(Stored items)
------------------------------------------------------------
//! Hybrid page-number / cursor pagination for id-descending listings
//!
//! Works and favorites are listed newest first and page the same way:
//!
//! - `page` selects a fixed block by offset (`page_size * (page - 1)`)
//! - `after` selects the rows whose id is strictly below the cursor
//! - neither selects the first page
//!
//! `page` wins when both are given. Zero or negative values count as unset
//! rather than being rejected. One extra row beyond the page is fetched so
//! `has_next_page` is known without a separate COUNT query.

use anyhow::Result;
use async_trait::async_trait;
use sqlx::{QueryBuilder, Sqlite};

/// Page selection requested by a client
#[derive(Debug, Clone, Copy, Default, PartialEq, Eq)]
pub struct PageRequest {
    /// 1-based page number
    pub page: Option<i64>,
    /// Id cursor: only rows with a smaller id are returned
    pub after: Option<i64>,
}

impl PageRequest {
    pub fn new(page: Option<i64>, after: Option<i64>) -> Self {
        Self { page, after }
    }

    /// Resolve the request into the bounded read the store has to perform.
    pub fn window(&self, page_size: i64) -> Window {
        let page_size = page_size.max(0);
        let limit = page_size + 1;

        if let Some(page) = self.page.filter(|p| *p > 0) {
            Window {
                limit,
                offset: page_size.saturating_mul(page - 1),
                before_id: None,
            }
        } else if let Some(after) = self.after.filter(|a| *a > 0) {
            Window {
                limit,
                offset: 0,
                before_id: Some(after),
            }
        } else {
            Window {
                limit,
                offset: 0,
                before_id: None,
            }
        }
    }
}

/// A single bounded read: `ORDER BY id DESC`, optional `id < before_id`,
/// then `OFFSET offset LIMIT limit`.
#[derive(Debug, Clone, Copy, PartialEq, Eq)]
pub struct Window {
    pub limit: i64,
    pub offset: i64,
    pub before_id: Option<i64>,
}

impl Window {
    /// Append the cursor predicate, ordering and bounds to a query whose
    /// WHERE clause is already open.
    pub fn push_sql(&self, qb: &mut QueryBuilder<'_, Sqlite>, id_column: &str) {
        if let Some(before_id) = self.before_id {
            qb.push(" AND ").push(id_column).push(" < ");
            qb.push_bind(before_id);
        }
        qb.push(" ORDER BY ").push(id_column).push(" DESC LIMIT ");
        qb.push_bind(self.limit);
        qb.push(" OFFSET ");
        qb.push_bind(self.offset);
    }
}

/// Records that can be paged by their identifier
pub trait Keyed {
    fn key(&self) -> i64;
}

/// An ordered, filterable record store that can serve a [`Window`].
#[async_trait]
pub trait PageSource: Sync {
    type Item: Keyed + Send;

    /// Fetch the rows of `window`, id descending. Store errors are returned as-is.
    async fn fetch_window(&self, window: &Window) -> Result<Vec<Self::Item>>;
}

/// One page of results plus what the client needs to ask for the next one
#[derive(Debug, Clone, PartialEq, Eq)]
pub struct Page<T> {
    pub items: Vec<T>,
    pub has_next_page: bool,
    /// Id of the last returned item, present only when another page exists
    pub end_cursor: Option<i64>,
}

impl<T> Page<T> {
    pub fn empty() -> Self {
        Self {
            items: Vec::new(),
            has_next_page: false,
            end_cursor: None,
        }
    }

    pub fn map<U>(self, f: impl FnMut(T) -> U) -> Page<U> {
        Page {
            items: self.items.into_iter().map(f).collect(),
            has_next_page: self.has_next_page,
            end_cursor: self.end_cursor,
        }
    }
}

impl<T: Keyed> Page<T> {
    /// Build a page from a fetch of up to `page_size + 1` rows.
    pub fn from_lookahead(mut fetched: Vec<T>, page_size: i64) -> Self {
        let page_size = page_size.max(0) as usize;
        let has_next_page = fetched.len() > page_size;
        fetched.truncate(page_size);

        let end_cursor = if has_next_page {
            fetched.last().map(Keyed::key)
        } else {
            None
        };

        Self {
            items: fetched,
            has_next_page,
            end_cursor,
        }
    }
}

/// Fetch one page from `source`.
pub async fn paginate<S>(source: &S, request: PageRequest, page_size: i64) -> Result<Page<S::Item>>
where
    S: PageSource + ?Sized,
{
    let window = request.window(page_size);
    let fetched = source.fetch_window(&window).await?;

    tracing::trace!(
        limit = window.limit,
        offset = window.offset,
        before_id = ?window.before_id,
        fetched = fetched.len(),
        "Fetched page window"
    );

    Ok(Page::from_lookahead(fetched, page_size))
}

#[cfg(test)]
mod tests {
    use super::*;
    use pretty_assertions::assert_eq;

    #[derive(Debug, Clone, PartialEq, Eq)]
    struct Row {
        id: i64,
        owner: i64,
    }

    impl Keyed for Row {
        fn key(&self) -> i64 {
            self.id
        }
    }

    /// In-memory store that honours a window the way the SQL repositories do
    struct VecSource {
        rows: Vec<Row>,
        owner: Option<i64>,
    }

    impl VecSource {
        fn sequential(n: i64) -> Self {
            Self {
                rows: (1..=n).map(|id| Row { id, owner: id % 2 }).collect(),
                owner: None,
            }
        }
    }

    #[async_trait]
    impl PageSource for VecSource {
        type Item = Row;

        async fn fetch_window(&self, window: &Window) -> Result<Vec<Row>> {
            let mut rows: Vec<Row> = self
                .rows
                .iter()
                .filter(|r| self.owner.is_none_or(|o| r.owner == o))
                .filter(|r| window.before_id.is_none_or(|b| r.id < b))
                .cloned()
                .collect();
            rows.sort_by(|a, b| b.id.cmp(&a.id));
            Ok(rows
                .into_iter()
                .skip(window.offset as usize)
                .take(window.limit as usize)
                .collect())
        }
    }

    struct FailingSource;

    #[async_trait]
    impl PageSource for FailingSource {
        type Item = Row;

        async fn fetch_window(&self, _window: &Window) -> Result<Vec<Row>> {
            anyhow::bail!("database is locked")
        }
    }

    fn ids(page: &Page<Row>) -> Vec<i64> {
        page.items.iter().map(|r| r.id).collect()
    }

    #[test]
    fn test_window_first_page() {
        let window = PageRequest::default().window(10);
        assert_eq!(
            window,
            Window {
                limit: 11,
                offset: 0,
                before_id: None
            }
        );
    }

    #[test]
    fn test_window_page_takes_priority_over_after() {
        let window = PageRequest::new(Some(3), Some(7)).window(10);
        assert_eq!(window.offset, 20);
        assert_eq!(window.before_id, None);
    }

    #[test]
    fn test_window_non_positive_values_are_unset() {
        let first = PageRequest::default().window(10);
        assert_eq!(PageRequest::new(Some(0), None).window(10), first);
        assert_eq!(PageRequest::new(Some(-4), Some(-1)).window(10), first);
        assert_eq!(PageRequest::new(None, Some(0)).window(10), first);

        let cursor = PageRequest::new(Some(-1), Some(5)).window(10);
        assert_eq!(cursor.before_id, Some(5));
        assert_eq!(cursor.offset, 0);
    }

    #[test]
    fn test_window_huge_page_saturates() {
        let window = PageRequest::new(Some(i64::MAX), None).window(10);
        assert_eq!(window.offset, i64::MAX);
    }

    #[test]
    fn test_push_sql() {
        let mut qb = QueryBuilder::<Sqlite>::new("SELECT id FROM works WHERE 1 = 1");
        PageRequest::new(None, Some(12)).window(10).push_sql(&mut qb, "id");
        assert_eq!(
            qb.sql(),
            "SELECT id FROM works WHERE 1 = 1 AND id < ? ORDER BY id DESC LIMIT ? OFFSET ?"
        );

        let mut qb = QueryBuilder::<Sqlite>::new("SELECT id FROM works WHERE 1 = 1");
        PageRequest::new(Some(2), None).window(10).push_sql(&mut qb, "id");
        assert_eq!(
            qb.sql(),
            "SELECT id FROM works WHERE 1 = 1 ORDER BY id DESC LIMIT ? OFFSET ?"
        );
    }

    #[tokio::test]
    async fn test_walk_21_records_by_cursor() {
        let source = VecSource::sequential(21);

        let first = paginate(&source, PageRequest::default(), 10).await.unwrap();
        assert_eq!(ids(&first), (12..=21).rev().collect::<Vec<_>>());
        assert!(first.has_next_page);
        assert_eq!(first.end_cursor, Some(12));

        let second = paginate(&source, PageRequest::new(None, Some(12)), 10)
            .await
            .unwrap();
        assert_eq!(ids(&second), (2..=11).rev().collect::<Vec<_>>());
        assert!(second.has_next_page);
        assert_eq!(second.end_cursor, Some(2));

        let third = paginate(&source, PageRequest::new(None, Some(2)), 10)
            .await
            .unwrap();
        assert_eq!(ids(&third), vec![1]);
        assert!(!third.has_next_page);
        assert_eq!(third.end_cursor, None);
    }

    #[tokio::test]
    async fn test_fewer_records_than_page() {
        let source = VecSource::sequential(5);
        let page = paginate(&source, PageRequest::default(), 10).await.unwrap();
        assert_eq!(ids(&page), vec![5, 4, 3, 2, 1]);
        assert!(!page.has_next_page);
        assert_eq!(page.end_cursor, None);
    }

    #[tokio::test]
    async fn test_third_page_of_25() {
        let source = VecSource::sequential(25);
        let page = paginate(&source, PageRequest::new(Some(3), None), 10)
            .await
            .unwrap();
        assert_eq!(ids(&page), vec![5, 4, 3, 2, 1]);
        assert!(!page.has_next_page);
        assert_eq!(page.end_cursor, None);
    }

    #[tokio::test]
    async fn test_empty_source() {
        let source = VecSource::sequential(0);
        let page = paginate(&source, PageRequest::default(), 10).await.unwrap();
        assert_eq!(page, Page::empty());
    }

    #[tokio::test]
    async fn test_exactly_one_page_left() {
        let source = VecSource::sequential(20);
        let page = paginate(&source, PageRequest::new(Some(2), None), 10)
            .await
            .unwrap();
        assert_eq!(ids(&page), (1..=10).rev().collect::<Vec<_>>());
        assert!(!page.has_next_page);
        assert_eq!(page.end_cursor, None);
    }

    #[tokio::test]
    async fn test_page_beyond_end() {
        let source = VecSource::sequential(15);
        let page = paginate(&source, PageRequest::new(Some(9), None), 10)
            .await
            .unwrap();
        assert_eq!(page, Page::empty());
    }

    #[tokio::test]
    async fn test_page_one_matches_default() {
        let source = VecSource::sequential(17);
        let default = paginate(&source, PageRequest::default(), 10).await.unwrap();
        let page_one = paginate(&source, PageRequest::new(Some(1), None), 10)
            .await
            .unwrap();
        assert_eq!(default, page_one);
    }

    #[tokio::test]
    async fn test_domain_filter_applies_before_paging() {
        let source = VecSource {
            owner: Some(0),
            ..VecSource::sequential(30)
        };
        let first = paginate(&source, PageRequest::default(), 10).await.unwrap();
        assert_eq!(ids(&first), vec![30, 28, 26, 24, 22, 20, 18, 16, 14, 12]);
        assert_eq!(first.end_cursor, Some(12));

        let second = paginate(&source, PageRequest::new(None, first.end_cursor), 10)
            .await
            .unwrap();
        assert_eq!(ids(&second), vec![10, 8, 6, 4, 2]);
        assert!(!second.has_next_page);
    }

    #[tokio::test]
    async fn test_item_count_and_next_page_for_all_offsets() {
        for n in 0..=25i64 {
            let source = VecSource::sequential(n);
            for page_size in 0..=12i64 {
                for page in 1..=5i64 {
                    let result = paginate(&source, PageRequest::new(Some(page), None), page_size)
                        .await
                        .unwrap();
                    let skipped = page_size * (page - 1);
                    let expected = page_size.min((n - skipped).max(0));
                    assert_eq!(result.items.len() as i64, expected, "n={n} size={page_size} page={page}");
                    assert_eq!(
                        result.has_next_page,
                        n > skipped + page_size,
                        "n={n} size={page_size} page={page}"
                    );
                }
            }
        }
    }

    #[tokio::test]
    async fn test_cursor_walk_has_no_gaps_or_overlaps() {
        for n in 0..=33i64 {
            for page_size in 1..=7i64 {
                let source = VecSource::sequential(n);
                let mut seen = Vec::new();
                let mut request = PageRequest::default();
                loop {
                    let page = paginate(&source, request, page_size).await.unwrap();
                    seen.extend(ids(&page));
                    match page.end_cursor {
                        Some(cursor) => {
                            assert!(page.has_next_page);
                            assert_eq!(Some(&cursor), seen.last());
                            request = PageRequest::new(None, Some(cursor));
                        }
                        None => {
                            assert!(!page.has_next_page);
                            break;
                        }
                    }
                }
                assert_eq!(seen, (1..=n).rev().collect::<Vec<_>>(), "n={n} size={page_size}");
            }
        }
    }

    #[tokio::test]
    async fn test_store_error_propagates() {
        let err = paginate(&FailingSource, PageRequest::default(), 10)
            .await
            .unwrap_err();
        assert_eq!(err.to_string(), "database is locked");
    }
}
------------------------------------------------------------
Taking the line with "PageRequest::new(None, first.end_cursor), 10)" as the first and the line with "for page in" as the last, retype that stretch of the data above exactly, with no other lines.

Output below:
        let second = paginate(&source, PageRequest::new(None, first.end_cursor), 10)
            .await
            .unwrap();
        assert_eq!(ids(&second), vec![10, 8, 6, 4, 2]);
        assert!(!second.has_next_page);
    }

    #[tokio::test]
    async fn test_item_count_and_next_page_for_all_offsets() {
        for n in 0..=25i64 {
            let source = VecSource::sequential(n);
            for page_size in 0..=12i64 {
                for page in 1..=5i64 {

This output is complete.